■ **Exercise objective**
Even where a record seems odd, copy it exactly as it appears below.

■ **Source material**
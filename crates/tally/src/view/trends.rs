// SPDX-License-Identifier: AGPL-3.0-only
// Copyright (C) 2024 Jonathan Lee
// This program is free software: you can redistribute it and/or modify
// it under the terms of the GNU Affero General Public License version 3
// as published by the Free Software Foundation.
// This program is distributed in the hope that it will be useful,
// but WITHOUT ANY WARRANTY; without even the implied warranty of
// MERCHANTABILITY or FITNESS FOR A PARTICULAR PURPOSE.
// See the GNU Affero General Public License for more details.
// You should have received a copy of the GNU Affero General Public License
// along with this program. If not, see https://www.gnu.org/licenses/.

use crate::dataset::{Dataset, YearMonth};
use crate::filter::{ChartType, FilterState};
use crate::view::{RenderHint, ViewData, ViewKind, ViewModel};
use serde::{Deserialize, Serialize};
use std::collections::BTreeMap;

#[derive(Debug, Clone, PartialEq, Eq, Serialize, Deserialize)]
pub struct TrendPoint {
    pub period: YearMonth,
    pub label: String,
    pub count: usize,
}

/// Admissions per month, oldest first. Chart type only picks the render hint.
pub fn admission_trends(dataset: &Dataset, filter: &FilterState) -> ViewModel {
    let mut per_month: BTreeMap<YearMonth, usize> = BTreeMap::new();
    for period in dataset
        .records()
        .iter()
        .filter(|r| r.matches_condition(filter.condition.as_deref()))
        .filter_map(|r| r.year_month)
    {
        *per_month.entry(period).or_insert(0) += 1;
    }
    let points = per_month
        .into_iter()
        .map(|(period, count)| TrendPoint {
            period,
            label: period.to_string(),
            count,
        })
        .collect();
    let render = match filter.chart_type {
        ChartType::Line => RenderHint::Line,
        ChartType::Bar => RenderHint::Bar,
    };
    ViewModel::new(ViewKind::AdmissionTrends, render, ViewData::Series(points))
}

#[cfg(test)]
mod tests {
    use super::*;
    use crate::dataset::{Gender, Record};
    use chrono::NaiveDate;

    fn admitted(condition: &str, y: i32, m: u32, d: u32) -> Record {
        Record::new(
            Some(60),
            Gender::Female,
            condition,
            "UnitedHealthcare",
            Some(1.0),
            NaiveDate::from_ymd_opt(y, m, d),
        )
    }

    fn labels(view: &ViewModel) -> Vec<(String, usize)> {
        match &view.data {
            ViewData::Series(points) => points.iter().map(|p| (p.label.clone(), p.count)).collect(),
            other => panic!("expected series, got {other:?}"),
        }
    }

    #[test]
    fn chronological_regardless_of_record_order() {
        let ds = Dataset::from_records(vec![
            admitted("Flu", 2021, 3, 9),
            admitted("Flu", 2019, 12, 1),
            admitted("Cancer", 2021, 3, 1),
            admitted("Flu", 2020, 1, 15),
        ]);
        let view = admission_trends(&ds, &FilterState::default());
        assert_eq!(
            labels(&view),
            vec![
                ("2019-12".to_string(), 1),
                ("2020-01".to_string(), 1),
                ("2021-03".to_string(), 2),
            ]
        );
    }

    #[test]
    fn chart_type_changes_hint_only() {
        let ds = Dataset::from_records(vec![admitted("Flu", 2021, 3, 9)]);
        let line = admission_trends(&ds, &FilterState::default());
        let bar = admission_trends(
            &ds,
            &FilterState {
                chart_type: ChartType::Bar,
                ..FilterState::default()
            },
        );
        assert_eq!(line.render, RenderHint::Line);
        assert_eq!(bar.render, RenderHint::Bar);
        assert_eq!(line.data, bar.data);
    }

    #[test]
    fn unknown_condition_is_empty_not_error() {
        let ds = Dataset::from_records(vec![admitted("Flu", 2021, 3, 9)]);
        let filter = FilterState {
            condition: Some("Gout".to_string()),
            ..FilterState::default()
        };
        assert!(admission_trends(&ds, &filter).is_empty());
    }

    #[test]
    fn undated_records_skipped() {
        let mut undated = admitted("Flu", 2021, 3, 9);
        undated.date_of_admission = None;
        undated.year_month = None;
        let ds = Dataset::from_records(vec![undated, admitted("Flu", 2022, 1, 1)]);
        assert_eq!(
            labels(&admission_trends(&ds, &FilterState::default())),
            vec![("2022-01".to_string(), 1)]
        );
    }
}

■ **Result of this exercise**
filename crates/tally/src/view/trends.rs
// SPDX-License-Identifier: AGPL-3.0-only
// Copyright (C) 2024 Jonathan Lee
// This program is free software: you can redistribute it and/or modify
// it under the terms of the GNU Affero General Public License version 3
// as published by the Free Software Foundation.
// This program is distributed in the hope that it will be useful,
// but WITHOUT ANY WARRANTY; without even the implied warranty of
// MERCHANTABILITY or FITNESS FOR A PARTICULAR PURPOSE.
// See the GNU Affero General Public License for more details.
// You should have received a copy of the GNU Affero General Public License
// along with this program. If not, see https://www.gnu.org/licenses/.

use crate::dataset::{Dataset, YearMonth};
use crate::filter::{ChartType, FilterState};
use crate::view::{RenderHint, ViewData, ViewKind, ViewModel};
use serde::{Deserialize, Serialize};
use std::collections::BTreeMap;

#[derive(Debug, Clone, PartialEq, Eq, Serialize, Deserialize)]
pub struct TrendPoint {
    pub period: YearMonth,
    pub label: String,
    pub count: usize,
}

/// Admissions per month, oldest first. Chart type only picks the render hint.
pub fn admission_trends(dataset: &Dataset, filter: &FilterState) -> ViewModel {
    let mut per_month: BTreeMap<YearMonth, usize> = BTreeMap::new();
    for period in dataset
        .records()
        .iter()
        .filter(|r| r.matches_condition(filter.condition.as_deref()))
        .filter_map(|r| r.year_month)
    {
        *per_month.entry(period).or_insert(0) += 1;
    }
    let points = per_month
        .into_iter()
        .map(|(period, count)| TrendPoint {
            period,
            label: period.to_string(),
            count,
        })
        .collect();
    let render = match filter.chart_type {
        ChartType::Line => RenderHint::Line,
        ChartType::Bar => RenderHint::Bar,
    };
    ViewModel::new(ViewKind::AdmissionTrends, render, ViewData::Series(points))
}

#[cfg(test)]
mod tests {
    use super::*;
    use crate::dataset::{Gender, Record};
    use chrono::NaiveDate;

    fn admitted(condition: &str, y: i32, m: u32, d: u32) -> Record {
        Record::new(
            Some(60),
            Gender::Female,
            condition,
            "UnitedHealthcare",
            Some(1.0),
            NaiveDate::from_ymd_opt(y, m, d),
        )
    }

    fn labels(view: &ViewModel) -> Vec<(String, usize)> {
        match &view.data {
            ViewData::Series(points) => points.iter().map(|p| (p.label.clone(), p.count)).collect(),
            other => panic!("expected series, got {other:?}"),
        }
    }

    #[test]
    fn chronological_regardless_of_record_order() {
        let ds = Dataset::from_records(vec![
            admitted("Flu", 2021, 3, 9),
            admitted("Flu", 2019, 12, 1),
            admitted("Cancer", 2021, 3, 1),
            admitted("Flu", 2020, 1, 15),
        ]);
        let view = admission_trends(&ds, &FilterState::default());
        assert_eq!(
            labels(&view),
            vec![
                ("2019-12".to_string(), 1),
                ("2020-01".to_string(), 1),
                ("2021-03".to_string(), 2),
            ]
        );
    }

    #[test]
    fn chart_type_changes_hint_only() {
        let ds = Dataset::from_records(vec![admitted("Flu", 2021, 3, 9)]);
        let line = admission_trends(&ds, &FilterState::default());
        let bar = admission_trends(
            &ds,
            &FilterState {
                chart_type: ChartType::Bar,
                ..FilterState::default()
            },
        );
        assert_eq!(line.render, RenderHint::Line);
        assert_eq!(bar.render, RenderHint::Bar);
        assert_eq!(line.data, bar.data);
    }

    #[test]
    fn unknown_condition_is_empty_not_error() {
        let ds = Dataset::from_records(vec![admitted("Flu", 2021, 3, 9)]);
        let filter = FilterState {
            condition: Some("Gout".to_string()),
            ..FilterState::default()
        };
        assert!(admission_trends(&ds, &filter).is_empty());
    }

    #[test]
    fn undated_records_skipped() {
        let mut undated = admitted("Flu", 2021, 3, 9);
        undated.date_of_admission = None;
        undated.year_month = None;
        let ds = Dataset::from_records(vec![undated, admitted("Flu", 2022, 1, 1)]);
        assert_eq!(
            labels(&admission_trends(&ds, &FilterState::default())),
            vec![("2022-01".to_string(), 1)]
        );
    }
}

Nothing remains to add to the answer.